Based on this screening, one SAMA was eliminated, and one additional SAMA was eliminated by subsuming it into another SAMA, leaving 21 SAMAs for further evaluation. The results of the Phase I screening analysis is given in Table E.5-3 of Appendix E to the ER. The remaining SAMAs, referred to as Phase II SAMAs, are listed in Table E.6-1 of Appendix E to the ER. In Phase II a detailed evaluation was performed for each of the 21 remaining SAMA candidates, as discussed in Sections G.4 and G.6 below. To account for the potential impact of external events, the estimated benefits based on internal events were multiplied by a factor of 6.3, as previously discussed.

G.3.2 Review of PSEG's Process PSEG's efforts to identify potential SAMAs focused primarily on areas associated with internal initiating events, but also included explicit consideration of potential SAMAs for important fire and seismic initiated core damage sequences. The initial list of SAMAs generally addressed the accident sequences considered to be important to CDF from risk reduction worth (RRW) perspectives at HCGS, and included selected SAMAs from prior SAMA analyses for other plants.

PSEG provided a tabular listing of the Level 1 PRA basic events sorted according to their RRW (PSEG 2009). SAMAs impacting these basic events would have the greatest potential for reducing risk. PSEG used a RRW cutoff of 1.006, which corresponds to about a 0.6 percent change in CDF given 100-percent reliability of the SAMA. This equates to a benefit of approximately $100,000 (after the benefits have been multiplied by a factor of 6.3 to account for external events), which is the minimum implementation cost associated with a procedure change. As a result of this review, 11 SAMAs were identified.

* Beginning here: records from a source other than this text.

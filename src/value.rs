//! Numeric types and sampling utilities for basis computations.
//!
//! This module defines the [`Value`] trait, which abstracts the numeric
//! types that bases can be evaluated with, ensuring compatibility with
//! nalgebra and floating-point operations.
//!
//! # Traits
//!
//! - [`Value`]: Extends `RealField` and `FloatCore` to provide:
//!   - A canonical `two()` constant.
//!   - `try_cast` for safe type conversion with error handling.
//!   - `powi` for integer exponentiation.
//!   - `falling_factorial`, the constant produced by repeated differentiation of a power.
//!
//! # Sampling
//!
//! - [`linspace`]: Evenly spaced points over an interval, both ends included.
//!
//! # Example
//!
//! ```rust
//! use fdbasis::value::{linspace, Value};
//!
//! let points = linspace(0.0, 1.0, 11);
//! assert_eq!(points.len(), 11);
//!
//! // d²/dt² t⁴ = 12 t²
//! assert_eq!(f64::falling_factorial(4, 2), 12.0);
//! ```
use crate::error::Error;

/// Numeric type for bases
pub trait Value:
    nalgebra::Scalar
    + nalgebra::ComplexField<RealField = Self>
    + nalgebra::RealField
    + num_traits::float::FloatCore
    + std::fmt::LowerExp
{
    /// Returns the value 2.0
    #[must_use]
    fn two() -> Self {
        Self::one() + Self::one()
    }

    /// Tries to cast a value to the target type
    ///
    /// # Errors
    /// Returns an error if the cast fails
    fn try_cast<U: num_traits::NumCast>(n: U) -> Result<Self, Error> {
        num_traits::cast(n).ok_or(Error::CastFailed)
    }

    /// Converts the value to `usize`
    fn as_usize(&self) -> Option<usize> {
        num_traits::cast(*self)
    }

    /// Raises the value to the power of an integer
    #[must_use]
    fn powi(self, n: i32) -> Self {
        nalgebra::ComplexField::powi(self, n)
    }

    /// Get the absolute value for a numeric type
    #[must_use]
    fn abs(self) -> Self {
        nalgebra::ComplexField::abs(self)
    }

    /// Returns the absolute difference between two values.
    #[must_use]
    fn abs_sub(self, other: Self) -> Self {
        nalgebra::ComplexField::abs(self - other)
    }

    /// Returns true if `self` and `other` agree within `tol`, scaled by their magnitude.
    fn is_close(self, other: Self, tol: Self) -> bool {
        let scale = nalgebra::RealField::max(
            Self::one(),
            nalgebra::RealField::max(Value::abs(self), Value::abs(other)),
        );
        self == other || self.abs_sub(other) <= tol * scale
    }

    /// Computes the falling factorial `k·(k-1)·…·(k-d+1)`.
    ///
    /// This is the constant in front of `t^(k-d)` after differentiating `t^k` `d` times.
    /// It is `1` for `d = 0` and `0` whenever `d > k`.
    #[must_use]
    fn falling_factorial(k: usize, d: usize) -> Self {
        if d > k {
            return Self::zero();
        }

        let mut result = Self::one();
        for i in 0..d {
            result *= Self::from_positive_int(k - i);
        }
        result
    }

    /// Converts a `usize` to the target numeric type.
    ///
    /// Results in `infinity` if the value is out of range.
    #[must_use]
    fn from_positive_int(n: usize) -> Self {
        Self::try_cast(n).unwrap_or(Self::infinity())
    }
}

impl<T> Value for T where
    T: nalgebra::Scalar
        + nalgebra::ComplexField<RealField = Self>
        + nalgebra::RealField
        + num_traits::float::FloatCore
        + std::fmt::LowerExp
{
}

/// Returns `n` evenly spaced points from `start` to `end`, both included.
///
/// `n = 0` gives an empty vector and `n = 1` gives `[start]`.
#[must_use]
pub fn linspace<T: Value>(start: T, end: T, n: usize) -> Vec<T> {
    match n {
        0 => vec![],
        1 => vec![start],
        _ => {
            let step = (end - start) / T::from_positive_int(n - 1);
            let mut points: Vec<T> = (0..n - 1)
                .map(|i| start + step * T::from_positive_int(i))
                .collect();
            points.push(end);
            points
        }
    }
}

/// Trait for infallible integer casting with clamping.
pub trait IntClampedCast:
    num_traits::Num + num_traits::NumCast + num_traits::Bounded + Copy + PartialOrd + Ord
{
    /// Clamps a value to the range of the target type and casts it.
    fn clamped_cast<T: num_traits::PrimInt>(self) -> T {
        //
        // Simple case: self is in range of T
        if let Some(v) = num_traits::cast(self) {
            return v;
        }

        let min = match num_traits::cast::<T, Self>(T::min_value()) {
            Some(v) => v,              // Self can go lower than T - clamp to min
            None => Self::min_value(), // Self cannot go lower than T
        };

        let max = match num_traits::cast::<T, Self>(T::max_value()) {
            Some(v) => v,              // Self can go higher than T - clamp to max
            None => Self::max_value(), // Self cannot go higher than T
        };

        let clamped = self.clamp(min, max);
        num_traits::cast(clamped).unwrap_or_else(T::max_value)
    }
}
impl<T: num_traits::PrimInt> IntClampedCast for T {}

In the level 1 importance review, PSEG stated for the important initiating events that "This initiator event is a compilation of industry and plant specific data. (No specific SAMA identified)."

The NRC staff requested that PSEG provide assurance that for each of these initiating events there is not a dominant contributor for which a potential SAMA to reduce the initiating event G-20

frequency or mitigate the impact of the initiator would be viable. In response to this RAI, PSEG discussed each of the initiators and the previously identified SAMAs that would reduce the importance of the initiator by mitigating other failures in the core damage sequences associated with these initiators (PSEG 2010a). In response to a request for clarification PSEG indicated that HCGS specific failures that are contributors to the initiating event frequencies that pose a unique vulnerability are typically captured and corrected within existing procedures, e.g., the corrective action program, and can result in procedure changes, plant modifications and training enhancements aimed at reducing further recurrence (PSEG 2010b). Based on this discussion and a review of the latest ten years of HCGS Licensee Event Reports, the NRC staff concludes that it is unlikely that further HCGS data review will identify any additional cost beneficial SAMAs beyond those already identified.

The PSEG response to the NRC staff request for clarification provided additional information on initiators modeled utilizing a fault tree approach rather then being based on initiating event data.

For the loss of station auxiliaries cooling system initiating event (%IE-SACS), PSEG identified and evaluated SAMA 42, "Installation of SACS Standby Diesel-Powered Pump" (PSEG 2010b).

For an event involving the station service water system (NR-IE-SWS, "Nonrecovery of %IE-SWS"), the importance review identified two SAMAs as potentially mitigating this event: SAMA 3, "Install Back-up Air Compressor to Supply Air-Operated Valves (AOVs)," and SAMA 4, "Provide Procedural Guidance to Cross-Tie Residual Heat Removal (RHR) Trains." In response to an NRC staff RAI to clarify the source and applicability of these SAMAs to this event, PSEG discussed the modeling involving the NR-IE-SWS event and the applicability of the SAMAs in terms of the more general loss of decay heat removal function of which the event is associated and other SAMAs that would mitigate this event (PSEG 201 Oa). Based on this discussion, the NRC staff concludes that this event is adequately addressed in the SAMA analysis.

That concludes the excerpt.